Ein großer Vorteil der Technologie ist, dass mit dem Aufdampfverfahren auch Verbindungsschichten in Kombination mit anderen Materialien, wie Silizium, erzeugt werden können. Dazu wird eine weitere Dampfquelle mit einem anderen Ausgangsstoff daneben installiert. Die verschiedenen Materialien vermischen sich in den beiden überlagerten Dampfströmen und erzeugen auf dem Substrat eine Verbindungsschicht mit der gewünschten Zusammensetzung. So sind sehr vielversprechende Materialkombinationen realisierbar, die auf andere Weise nicht zu erzeugen wären. Zudem kann man mit diesem Verfahren sehr hohe Beschichtungsraten erzielen – ein wichtiges Kriterium für die Überführung der Technologie in eine Massenproduktion.
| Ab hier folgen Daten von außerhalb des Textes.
// ============================================================
// Layer 5 — Extractive QA Reader
// ============================================================
// Wraps FastQaModel behind the Reader trait.
//
//   setup  — copy the shared vocabulary, extend it with the dataset
//            tokens (training only), freeze it, allocate the model
//   train  — encode every example whose answer can be located in a
//            support passage, batch, run the shared training loop
//   infer  — for every support passage score all spans of at most
//            max_span_size tokens as P(start) · P(end), map the best
//            back to character offsets, keep the top k overall
//
// Examples whose answer cannot be found in any passage are skipped
// during training with a warning.

use std::{collections::HashSet, path::Path, sync::Arc};

use burn::{
    data::dataloader::batcher::Batcher,
    module::{AutodiffModule, Module},
};

use crate::data::{
    batcher::{QaBatch, QaBatcher, QaSample, TokenIndexer},
    preprocessor::{char_span_to_tokens, slice_chars, tokens_to_char_span, Preprocessor, Token},
};
use crate::domain::{
    qa_setting::{rank_answers, Answer, Example, QaSetting},
    resources::{ReaderConfig, SharedResources},
    traits::{Predictor, Reader, ReaderKind, ReaderState, TrainingHook},
    training::{OptimizerConfig, TrainingSummary},
    vocab::Vocab,
};
use crate::error::{ReaderError, Result};
use crate::infra::checkpoint::{CheckpointManager, ReaderManifest};
use crate::ml::{
    backend::{self, InferBackend, ReaderDevice, TrainBackend},
    embedder::init_word_embedding,
    fastqa::{FastQaConfig, FastQaModel},
    trainer,
};

pub struct FastQaReader {
    resources:    Arc<SharedResources>,
    config:       ReaderConfig,
    state:        ReaderState,
    preprocessor: Preprocessor,
    indexer:      Option<TokenIndexer>,
    model:        Option<FastQaModel<TrainBackend>>,
    device:       ReaderDevice,
}

impl FastQaReader {
    pub fn new(resources: Arc<SharedResources>) -> Self {
        let config = resources.config.clone();
        Self {
            preprocessor: Preprocessor::new(config.lowercase),
            config,
            resources,
            state:   ReaderState::Constructed,
            indexer: None,
            model:   None,
            device:  backend::default_device(),
        }
    }

    pub fn config(&self) -> &ReaderConfig {
        &self.config
    }

    /// Allocate a fresh model around a frozen vocabulary.
    fn build(&mut self, vocab: Vocab, pretrained: bool) {
        backend::seed(self.config.seed);
        let indexer = TokenIndexer::new(vocab);
        let dim     = self.config.embedding_dim;
        let embeddings = if pretrained { self.resources.embeddings.as_ref() } else { None };

        let word_embedding = init_word_embedding::<TrainBackend>(
            &indexer,
            embeddings,
            dim,
            self.config.seed,
            &self.device,
        );
        let model = FastQaConfig::new(indexer.num_embeddings(), dim, self.config.repr_dim)
            .with_dropout(self.config.dropout)
            .with_train_embeddings(self.config.train_embeddings)
            .init_with_embedding(word_embedding, &self.device);

        tracing::info!(
            "FastQA reader: vocab={} embedding_dim={} repr_dim={} params={}",
            indexer.vocab().len(),
            dim,
            self.config.repr_dim,
            model.num_params()
        );
        self.indexer = Some(indexer);
        self.model   = Some(model);
    }

    fn parts(&self, operation: &'static str) -> Result<(&TokenIndexer, &FastQaModel<TrainBackend>)> {
        self.state.require_ready(operation)?;
        match (&self.indexer, &self.model) {
            (Some(indexer), Some(model)) => Ok((indexer, model)),
            _ => Err(ReaderError::SetupOrder { operation, state: self.state }),
        }
    }

    fn encode(
        &self,
        indexer:  &TokenIndexer,
        question: &[String],
        support:  &[Token],
        answer:   (usize, usize),
    ) -> QaSample {
        let in_question: HashSet<&str> = question.iter().map(String::as_str).collect();
        let support_words: Vec<String> = support.iter().map(|t| t.text.clone()).collect();
        QaSample {
            support_ids:      indexer.encode(&support_words),
            question_ids:     indexer.encode(question),
            word_in_question: support
                .iter()
                .map(|t| if in_question.contains(t.text.as_str()) { 1.0 } else { 0.0 })
                .collect(),
            answer_start:     answer.0,
            answer_end:       answer.1,
        }
    }

    /// Token-level target for one example, or None if no answer can
    /// be located in any support passage.
    fn training_sample(&self, indexer: &TokenIndexer, (setting, answers): &Example) -> Result<Option<QaSample>> {
        let question = self.preprocessor.words(&setting.question)?;

        for answer in answers {
            let candidates: Vec<(usize, (usize, usize))> = match answer.span {
                Some(span) => vec![(answer.support_idx, span)],
                None => setting
                    .support
                    .iter()
                    .enumerate()
                    .filter_map(|(idx, passage)| find_chars(passage, &answer.text).map(|span| (idx, span)))
                    .collect(),
            };

            for (idx, (start, end)) in candidates {
                let Some(passage) = setting.support.get(idx) else { continue };
                let tokens = self.preprocessor.tokenize(passage)?;
                if let Some(target) = char_span_to_tokens(&tokens, start, end) {
                    return Ok(Some(self.encode(indexer, &question, &tokens, target)));
                }
            }
        }
        Ok(None)
    }

    /// Ranked spans for `inputs` under the given inference weights.
    fn predict_with(
        &self,
        indexer: &TokenIndexer,
        model:   &FastQaModel<InferBackend>,
        inputs:  &[QaSetting],
    ) -> Result<Vec<Vec<Answer>>> {
        let batcher = QaBatcher::<InferBackend>::new(self.device.clone(), indexer.pad_id());
        let top_k   = self.config.top_k;

        let mut results = Vec::with_capacity(inputs.len());
        for setting in inputs {
            let question = self.preprocessor.words(&setting.question)?;

            // One batch row per non-empty support passage
            let mut passages = Vec::new();
            for (idx, passage) in setting.support.iter().enumerate() {
                let tokens = self.preprocessor.tokenize(passage)?;
                if !tokens.is_empty() {
                    passages.push((idx, tokens));
                }
            }
            if passages.is_empty() {
                results.push(Vec::new());
                continue;
            }

            let batch = batcher.batch(
                passages
                    .iter()
                    .map(|(_, tokens)| self.encode(indexer, &question, tokens, (0, 0)))
                    .collect(),
            );
            let width = batch.support_ids.dims()[1];
            let (start, end) = model.span_probabilities(&batch);
            let start: Vec<f32> = start.into_data().to_vec().map_err(|e| ReaderError::Tensor(format!("{e:?}")))?;
            let end:   Vec<f32> = end.into_data().to_vec().map_err(|e| ReaderError::Tensor(format!("{e:?}")))?;

            let mut answers = Vec::new();
            for (row, (idx, tokens)) in passages.iter().enumerate() {
                let n = tokens.len();
                let row_start = &start[row * width..row * width + n];
                let row_end   = &end[row * width..row * width + n];
                for (first, last, score) in best_spans(row_start, row_end, self.config.max_span_size, top_k) {
                    if let Some((s, e)) = tokens_to_char_span(tokens, first, last) {
                        let text = slice_chars(&setting.support[*idx], s, e);
                        answers.push(Answer::span(text, s, e, *idx, score));
                    }
                }
            }
            rank_answers(&mut answers);
            answers.truncate(top_k);
            results.push(answers);
        }
        Ok(results)
    }
}

/// Character span of the first occurrence of `needle` in `haystack`.
fn find_chars(haystack: &str, needle: &str) -> Option<(usize, usize)> {
    if needle.is_empty() {
        return None;
    }
    let byte  = haystack.find(needle)?;
    let start = haystack[..byte].chars().count();
    Some((start, start + needle.chars().count()))
}

/// Best (first, last, score) token spans with last - first < max_span,
/// scored as start[first] · end[last], highest first.
pub fn best_spans(start: &[f32], end: &[f32], max_span: usize, top_k: usize) -> Vec<(usize, usize, f32)> {
    let n = start.len().min(end.len());
    let mut spans = Vec::new();
    for s in 0..n {
        for e in s..n.min(s + max_span.max(1)) {
            spans.push((s, e, start[s] * end[e]));
        }
    }
    spans.sort_by(|a, b| b.2.total_cmp(&a.2));
    spans.truncate(top_k);
    spans
}

/// The reader's preprocessing around the weights of one epoch.
struct EpochSnapshot<'a> {
    reader:  &'a FastQaReader,
    indexer: &'a TokenIndexer,
    model:   FastQaModel<InferBackend>,
}

impl Predictor for EpochSnapshot<'_> {
    fn reader_kind(&self) -> ReaderKind {
        ReaderKind::FastQa
    }

    fn predict(&self, inputs: &[QaSetting]) -> Result<Vec<Vec<Answer>>> {
        self.reader.predict_with(self.indexer, &self.model, inputs)
    }
}

impl Reader for FastQaReader {
    fn kind(&self) -> ReaderKind {
        ReaderKind::FastQa
    }

    fn state(&self) -> ReaderState {
        self.state
    }

    fn setup(&mut self, dataset: &[Example], is_training: bool) -> Result<()> {
        self.state.require_constructed("setup")?;

        let mut vocab = self.resources.vocab.clone();
        if is_training {
            let mut words = Vec::new();
            for (setting, _) in dataset {
                words.extend(self.preprocessor.words(&setting.question)?);
                for passage in &setting.support {
                    words.extend(self.preprocessor.words(passage)?);
                }
            }
            let added = vocab.extend_counted(words, self.config.vocab_min_freq, self.config.vocab_max_size);
            tracing::info!("Added {} dataset tokens to the vocabulary", added);
        }
        vocab.freeze();

        // The stored config must describe the allocated shapes
        self.config.embedding_dim    = self.resources.embedding_dim();
        self.config.train_embeddings = self.config.train_embeddings || self.resources.embeddings.is_none();

        self.build(vocab, true);
        self.state = ReaderState::SetUp;
        Ok(())
    }

    fn train(
        &mut self,
        optimizer:    &OptimizerConfig,
        batch_size:   usize,
        hooks:        &mut [Box<dyn TrainingHook>],
        max_epochs:   usize,
        training_set: &[Example],
    ) -> Result<TrainingSummary> {
        let (indexer, model) = self.parts("train")?;
        if batch_size == 0 {
            return Err(ReaderError::InvalidArgument("batch size must be at least 1".into()));
        }

        let mut samples = Vec::with_capacity(training_set.len());
        for example in training_set {
            match self.training_sample(indexer, example)? {
                Some(sample) => samples.push(sample),
                None => tracing::warn!(
                    "Skipping example {:?}: answer not found in any support passage",
                    example.0.id.as_deref().unwrap_or(&example.0.question)
                ),
            }
        }
        tracing::info!("Training on {} of {} examples", samples.len(), training_set.len());

        let batcher = QaBatcher::<TrainBackend>::new(self.device.clone(), indexer.pad_id());
        let batches: Vec<QaBatch<TrainBackend>> = samples
            .chunks(batch_size)
            .map(|chunk| batcher.batch(chunk.to_vec()))
            .collect();

        // A failed run leaves the reader with its previous weights
        let reader: &Self = self;
        let (trained, summary) = trainer::fit::<TrainBackend, _, _, _>(
            model.clone(),
            &batches,
            optimizer,
            hooks,
            max_epochs,
            self.config.seed,
            |current: &FastQaModel<TrainBackend>| EpochSnapshot { reader, indexer, model: current.valid() },
        )?;

        self.model = Some(trained);
        self.state = ReaderState::Trained;
        Ok(summary)
    }

    fn infer(&self, inputs: &[QaSetting]) -> Result<Vec<Vec<Answer>>> {
        let (indexer, model) = self.parts("infer")?;
        self.predict_with(indexer, &model.valid(), inputs)
    }

    fn store(&self, dir: &Path) -> Result<()> {
        let (indexer, model) = self.parts("store")?;
        let ckpt = CheckpointManager::new(dir);
        ckpt.save_manifest(&ReaderManifest {
            reader: self.kind().canonical_name().to_string(),
            state:  self.state,
        })?;
        ckpt.save_config(&self.config)?;
        ckpt.save_vocab(indexer.vocab())?;
        ckpt.save_model::<TrainBackend, _>(model.clone())?;
        tracing::info!("Stored {} to '{}'", self.kind().canonical_name(), dir.display());
        Ok(())
    }

    fn load(&mut self, dir: &Path) -> Result<()> {
        self.state.require_constructed("load")?;
        let ckpt = CheckpointManager::new(dir);

        let manifest = ckpt.load_manifest()?;
        if manifest.reader != self.kind().canonical_name() {
            return Err(ReaderError::format(
                dir,
                format!("holds a '{}', not a {}", manifest.reader, self.kind().canonical_name()),
            ));
        }
        self.config       = ckpt.load_config()?;
        self.preprocessor = Preprocessor::new(self.config.lowercase);
        let vocab = ckpt.load_vocab()?;

        self.build(vocab, false);
        if let Some(model) = self.model.take() {
            self.model = Some(ckpt.load_model(model, &self.device)?);
        }
        self.state = ReaderState::Trained;
        Ok(())
    }

    fn num_params(&self) -> Option<usize> {
        self.model.as_ref().map(|m| m.num_params())
    }
}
Die bislang am Fraunhofer FEP hergestellten reinen Lithiumschichten wurden am Fraunhofer IWS hinsichtlich ihrer elektrochemischen Eigenschaften untersucht. Dabei zeigte sich, dass etwa achtzig Prozent des abgeschiedenen Lithiums elektrochemisch aktiv war – also in einer Batterie für chemische Reaktionen zur Speicherung von Energie zur Verfügung stehen kann. Eine weitere Steigerung über neunzig Prozent ist durch die Optimierung von Prozessschritten in Aussicht. Diese Verbesserung umfasst verschiedene Verfahren zur Substratreinigung und -vorbehandlung, die Beschichtungstechnologie selbst sowie Veredelungsverfahren durch Nachbehandlung. Die Reduktion von „totem Lithium“ ist ein wesentlicher Schlüssel zur Effizienzsteigung in Batterien und Gegenstand ausgedehnter internationaler Forschung.
Am Fraunhofer FEP stehen hierfür Versuchs- und Pilotanlagen zur Verfügung, mit denen etwa metallische Platten und Bänder oder Kunststofffolien im effizienten Rolle-zu-Rolle-Verfahren verarbeitet werden können. Im Projektkonsortium werden weitere vielversprechende Technologien zur Steigerung der Batterieleistung entwickelt, wie zum Beispiel Verfahren zur Oberflächenbeschichtung und Verarbeitung von Pulvern, Metallisierung von Kunststofffolien für leichte Stromkollektoren oder Plasmaverfahren zur Herstellung alternativer Elektrodenmaterialen. Durch die Nähe zu den Partnern sind unter anderem umfassende Charakterisierungsmöglichkeiten am Fraunhofer IWS anwendbar, ohne lange Lager- und Transportzeiten der sensiblen Materialien berücksichtigen zu müssen. Die Wissenschaftler schätzen, dass bei einer Intensivierung der Forschungsaktivitäten die Beschichtungstechnologie innerhalb der nächsten fünf Jahre Einzug in die Produktion von Batterien der nächsten Generation halten könnte.